Department of Cardiac Surgery The First Affiliated Hospital of Sun Yat-sen University Guangzhou P. R. China.
School of Computer Science and Technology Xidian University Xi'an P. R. China.
J Am Heart Assoc. 2022 Jun 7;11(11):e025433. doi: 10.1161/JAHA.122.025433. Epub 2022 Jun 3.

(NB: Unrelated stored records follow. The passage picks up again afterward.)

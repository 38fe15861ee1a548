//! Paged, append-only item cache with a sliding view window.
//!
//! A [`PageWindowCache`] owns the items fetched so far for one list surface.
//! It is seeded by [`bootstrap`](PageWindowCache::bootstrap) (the first pages,
//! fetched concurrently) and grows one page at a time as
//! [`advance`](PageWindowCache::advance) pushes the window toward the tail.
//!
//! All state sits behind a single lock that is only held in synchronous
//! sections, so a cache can be shared (`Arc<PageWindowCache<_>>`) between the
//! tasks driving a view. Every operation captures the cache generation before
//! suspending; [`reset`](PageWindowCache::reset) and
//! [`teardown`](PageWindowCache::teardown) bump it, and completions that come
//! back to a newer generation are dropped.

mod config;
mod spotlight;
mod state;

use std::collections::BTreeSet;

use futures::TryFutureExt;
use futures::future::try_join_all;
use marquee_contracts::page_source::PageSource;
use marquee_model::PageIndex;
use parking_lot::Mutex;
use tracing::{debug, info, warn};

use crate::error::WindowError;

pub use config::WindowConfig;
pub use spotlight::{DEFAULT_SPOTLIGHT_LIMIT, Spotlight};
pub use state::{FetchState, Phase};

use state::WindowState;

/// Result of [`PageWindowCache::bootstrap`].
#[derive(Debug, Clone, Copy, PartialEq, Eq)]
pub enum Bootstrap {
    /// Pages arrived
    Loaded {
        /// Items merged from all bootstrap pages
        items: usize,
    },
    /// A previous bootstrap already succeeded; nothing was fetched
    AlreadyLoaded,
    /// The cache was reset or torn down before the pages arrived
    Discarded,
}

/// What the tail check of an advance decided about fetching.
#[derive(Debug, Clone, Copy, PartialEq, Eq)]
pub enum PageFetch {
    /// The move stayed clear of the tail
    NotNeeded,
    /// Another advance owns the fetch slot
    InFlight(PageIndex),
    /// The next page was already merged, so the list has ended
    AlreadyFetched(PageIndex),
    /// A page was fetched and appended
    Fetched {
        /// The fetched page
        page: PageIndex,
        /// Items it contributed
        items: usize,
    },
}

/// Result of [`PageWindowCache::advance`].
#[derive(Debug, Clone, Copy, PartialEq, Eq)]
pub enum Advance {
    /// Nothing has been loaded yet
    Empty,
    /// The window moved (or was clamped in place)
    Moved {
        /// Cursor after the clamp
        cursor: usize,
        /// What happened at the tail
        fetch: PageFetch,
    },
    /// The cache was reset or torn down while the page was in flight
    Discarded,
}

/// Owned copy of everything a view needs to render one frame.
#[derive(Debug, Clone, PartialEq, Eq)]
pub struct WindowSnapshot<T> {
    /// The visible window
    pub items: Vec<T>,
    /// Offset of the first visible item
    pub cursor: usize,
    /// Items fetched so far
    pub total: usize,
    /// A bootstrap is running
    pub loading: bool,
    /// Bootstrap failure
    pub error: Option<String>,
    /// Last failed page fetch, cleared by the next success
    pub advance_error: Option<String>,
    /// Page an advance is fetching
    pub fetching: Option<PageIndex>,
    /// Merged pages, ascending
    pub fetched_pages: Vec<PageIndex>,
    /// The cursor is past the first window
    pub can_retreat: bool,
}

/// See the [module docs](self).
pub struct PageWindowCache<S: PageSource> {
    source: S,
    config: WindowConfig,
    label: String,
    state: Mutex<WindowState<S::Item>>,
}

impl<S: PageSource> std::fmt::Debug for PageWindowCache<S> {
    fn fmt(&self, f: &mut std::fmt::Formatter<'_>) -> std::fmt::Result {
        let state = self.state.lock();
        f.debug_struct("PageWindowCache")
            .field("source", &self.label)
            .field("config", &self.config)
            .field("items", &state.items.len())
            .field("cursor", &state.cursor)
            .field("fetch", &state.fetch)
            .field("phase", &state.phase)
            .field("generation", &state.generation)
            .finish()
    }
}

impl<S: PageSource> PageWindowCache<S> {
    /// An idle cache. Nothing is fetched until [`bootstrap`](Self::bootstrap).
    pub fn new(source: S, config: WindowConfig) -> Self {
        let label = source.describe();
        Self {
            source,
            config,
            label,
            state: Mutex::new(WindowState::new(0)),
        }
    }

    /// Sizing this cache was built with.
    pub fn config(&self) -> &WindowConfig {
        &self.config
    }

    /// The injected page source.
    pub fn source(&self) -> &S {
        &self.source
    }

    /// Fetch pages `1..=bootstrap_pages` concurrently and seed the cache.
    ///
    /// Items are merged in page order whatever order the responses complete
    /// in. Any failed page fails the whole bootstrap and leaves the cache
    /// empty with [`Phase::Failed`]; calling `bootstrap` again retries.
    pub async fn bootstrap(&self) -> Result<Bootstrap, WindowError> {
        let generation = {
            let mut state = self.state.lock();
            if state.detached {
                return Ok(Bootstrap::Discarded);
            }
            match state.phase {
                Phase::Loading => return Err(WindowError::BootstrapInFlight),
                Phase::Ready => return Ok(Bootstrap::AlreadyLoaded),
                Phase::Idle | Phase::Failed(_) => {}
            }
            state.phase = Phase::Loading;
            state.generation
        };

        let pages: Vec<PageIndex> =
            PageIndex::first_n(self.config.bootstrap_pages()).collect();
        debug!(source = %self.label, ?pages, "bootstrapping window cache");

        let page_size = self.config.page_size();
        let result = try_join_all(pages.iter().map(|&page| {
            self.source
                .fetch_page(page, page_size)
                .map_err(move |err| (page, err))
        }))
        .await;

        let mut state = self.state.lock();
        if state.generation != generation {
            debug!(source = %self.label, "discarding stale bootstrap result");
            return Ok(Bootstrap::Discarded);
        }

        match result {
            Ok(responses) => {
                state.items =
                    responses.into_iter().flat_map(|page| page.data).collect();
                state.fetched_pages = pages.into_iter().collect();
                state.cursor = 0;
                state.phase = Phase::Ready;
                let items = state.items.len();
                info!(source = %self.label, items, "window cache bootstrapped");
                Ok(Bootstrap::Loaded { items })
            }
            Err((page, err)) => {
                state.items.clear();
                state.fetched_pages.clear();
                state.cursor = 0;
                state.phase = Phase::Failed(format!("{err:#}"));
                warn!(source = %self.label, %page, "bootstrap failed: {err:#}");
                Err(WindowError::Bootstrap {
                    page,
                    source: err.into(),
                })
            }
        }
    }

    /// The visible slice `items[cursor .. cursor + view_size]`, possibly
    /// shorter near the tail or before anything is loaded.
    pub fn current_window(&self) -> Vec<S::Item>
    where
        S::Item: Clone,
    {
        self.state.lock().window(self.config.view_size()).to_vec()
    }

    /// Borrow the current window without cloning. The cache is locked for
    /// the duration of `f`.
    pub fn with_window<R>(&self, f: impl FnOnce(&[S::Item]) -> R) -> R {
        let state = self.state.lock();
        f(state.window(self.config.view_size()))
    }

    /// Move the window forward by one view, fetching the next page first when
    /// the move reaches the known tail.
    ///
    /// Only one page fetch is in flight per cache; concurrent callers that
    /// find the slot taken just clamp against the items already present. A
    /// failed fetch releases the slot, leaves the page unmarked so a later
    /// advance retries it, and is returned after the cursor has been clamped.
    pub async fn advance(&self) -> Result<Advance, WindowError> {
        let view_size = self.config.view_size();
        let page_size = self.config.page_size();

        let (tentative, page, generation) = {
            let mut state = self.state.lock();
            if state.detached {
                return Ok(Advance::Discarded);
            }
            if state.items.is_empty() {
                return Ok(Advance::Empty);
            }

            let tentative = state.cursor + view_size;
            let page = state.next_page_index(page_size);
            let settled = if !state.at_or_past_tail(tentative, view_size) {
                Some(PageFetch::NotNeeded)
            } else {
                match state.fetch {
                    FetchState::FetchingPage(in_flight) => {
                        Some(PageFetch::InFlight(in_flight))
                    }
                    FetchState::Idle if state.fetched_pages.contains(&page) => {
                        Some(PageFetch::AlreadyFetched(page))
                    }
                    FetchState::Idle => {
                        state.fetch = FetchState::FetchingPage(page);
                        None
                    }
                }
            };

            if let Some(fetch) = settled {
                state.clamp_cursor(tentative, view_size);
                return Ok(Advance::Moved {
                    cursor: state.cursor,
                    fetch,
                });
            }
            (tentative, page, state.generation)
        };

        debug!(source = %self.label, %page, "fetching next page");
        let result = self.source.fetch_page(page, page_size).await;

        let mut state = self.state.lock();
        if state.generation != generation {
            debug!(source = %self.label, %page, "discarding stale page");
            return Ok(Advance::Discarded);
        }
        state.fetch = FetchState::Idle;

        match result {
            Ok(response) => {
                let items = response.data.len();
                state.items.extend(response.data);
                state.fetched_pages.insert(page);
                state.advance_error = None;
                state.clamp_cursor(tentative, view_size);
                debug!(
                    source = %self.label,
                    %page,
                    items,
                    total = state.items.len(),
                    "page appended"
                );
                Ok(Advance::Moved {
                    cursor: state.cursor,
                    fetch: PageFetch::Fetched { page, items },
                })
            }
            Err(err) => {
                state.advance_error = Some(format!("{err:#}"));
                state.clamp_cursor(tentative, view_size);
                warn!(source = %self.label, %page, "page fetch failed: {err:#}");
                Err(WindowError::PageFetch {
                    page,
                    source: err.into(),
                })
            }
        }
    }

    /// Move the window back by one view, stopping at 0. Never fetches.
    pub fn retreat(&self) -> usize {
        let mut state = self.state.lock();
        if !state.detached {
            state.cursor = state.cursor.saturating_sub(self.config.view_size());
        }
        state.cursor
    }

    /// Drop everything and start over as a fresh cache. Pending operations
    /// complete as `Discarded`.
    pub fn reset(&self) {
        let mut state = self.state.lock();
        let generation = state.generation.wrapping_add(1);
        *state = WindowState::new(generation);
        debug!(source = %self.label, generation, "window cache reset");
    }

    /// Detach the cache from its view. Pending operations complete as
    /// `Discarded` and later calls become no-ops.
    pub fn teardown(&self) {
        let mut state = self.state.lock();
        state.generation = state.generation.wrapping_add(1);
        state.detached = true;
        debug!(source = %self.label, "window cache torn down");
    }

    /// Everything a view needs, taken under one lock.
    pub fn snapshot(&self) -> WindowSnapshot<S::Item>
    where
        S::Item: Clone,
    {
        let state = self.state.lock();
        WindowSnapshot {
            items: state.window(self.config.view_size()).to_vec(),
            cursor: state.cursor,
            total: state.items.len(),
            loading: state.phase.is_loading(),
            error: state.phase.error().map(str::to_string),
            advance_error: state.advance_error.clone(),
            fetching: state.fetch.in_flight(),
            fetched_pages: state.fetched_pages.iter().copied().collect(),
            can_retreat: state.cursor > 0,
        }
    }

    /// Offset of the first visible item.
    pub fn cursor(&self) -> usize {
        self.state.lock().cursor
    }

    /// Number of items fetched so far.
    pub fn len(&self) -> usize {
        self.state.lock().items.len()
    }

    /// Whether nothing has been fetched.
    pub fn is_empty(&self) -> bool {
        self.state.lock().items.is_empty()
    }

    /// Bootstrap lifecycle.
    pub fn phase(&self) -> Phase {
        self.state.lock().phase.clone()
    }

    /// Advance-path fetch slot.
    pub fn fetch_state(&self) -> FetchState {
        self.state.lock().fetch
    }

    /// Pages merged so far.
    pub fn fetched_pages(&self) -> BTreeSet<PageIndex> {
        self.state.lock().fetched_pages.clone()
    }

    /// Whether [`teardown`](Self::teardown) has run.
    pub fn is_detached(&self) -> bool {
        self.state.lock().detached
    }

    /// Every item fetched so far, in arrival order.
    pub fn items(&self) -> Vec<S::Item>
    where
        S::Item: Clone,
    {
        self.state.lock().items.clone()
    }
}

Background The early mortality after surgery for infective endocarditis is high. Although risk models help identify patients at high risk, most current scoring systems are inaccurate or inconvenient. The objective of this study was to construct an accurate and easy-to-use prediction model to identify patients at high risk of early mortality after surgery for infective endocarditis. Methods and Results A total of 476 consecutive patients with infective endocarditis who underwent surgery at 2 centers were included. The development cohort consisted of 276 patients. Eight variables were selected from 89 potential predictors as input of the XGBoost model to train the prediction model, including platelet count, serum albumin, current heart failure, urine occult blood ≥(++), diastolic dysfunction, multiple valve involvement, tricuspid valve involvement, and vegetation >10 mm. The completed prediction model was tested in 2 separate cohorts for internal and external validation. The internal test cohort consisted of 125 patients independent of the development cohort, and the external test cohort consisted of 75 patients from another center. In the internal test cohort, the area under the curve was 0.813 (95% CI, 0.670-0.933) and in the external test cohort the area under the curve was 0.812 (95% CI, 0.606-0.956). The area under the curve was significantly higher than that of other ensemble learning models, logistic regression model, and European System for Cardiac Operative Risk Evaluation II (all, <0.01). This model was used to develop an online, open-access calculator (http://42.240.140.58:1808/). Conclusions We constructed and validated an accurate and robust machine learning-based risk model to predict early mortality after surgery for infective endocarditis, which may help clinical decision-making and improve outcomes.
感染性心内膜炎手术后的早期死亡率较高。尽管风险模型有助于识别高危患者,但大多数当前的评分系统不准确或不方便。本研究旨在构建一种准确且易于使用的预测模型,以识别感染性心内膜炎手术后早期死亡风险较高的患者。
共纳入 2 个中心的 476 例连续感染性心内膜炎手术患者。发展队列由 276 例患者组成。从 89 个潜在预测因子中选择 8 个变量作为 XGBoost 模型的输入,以训练预测模型,包括血小板计数、血清白蛋白、当前心力衰竭、尿潜血≥(++)、舒张功能障碍、多瓣膜受累、三尖瓣受累和>10mm 的赘生物。已完成的预测模型在 2 个独立的队列中进行内部和外部验证。内部测试队列由 125 例独立于发展队列的患者组成,外部测试队列由另一个中心的 75 例患者组成。在内部测试队列中,曲线下面积为 0.813(95%CI,0.670-0.933),外部测试队列中曲线下面积为 0.812(95%CI,0.606-0.956)。曲线下面积显著高于其他集成学习模型、逻辑回归模型和欧洲心脏手术风险评估系统 II(均<0.01)。该模型用于开发在线、开放获取的计算器(http://42.240.140.58:1808/)。
我们构建并验证了一种准确且强大的基于机器学习的风险模型,以预测感染性心内膜炎手术后的早期死亡率,这可能有助于临床决策并改善预后。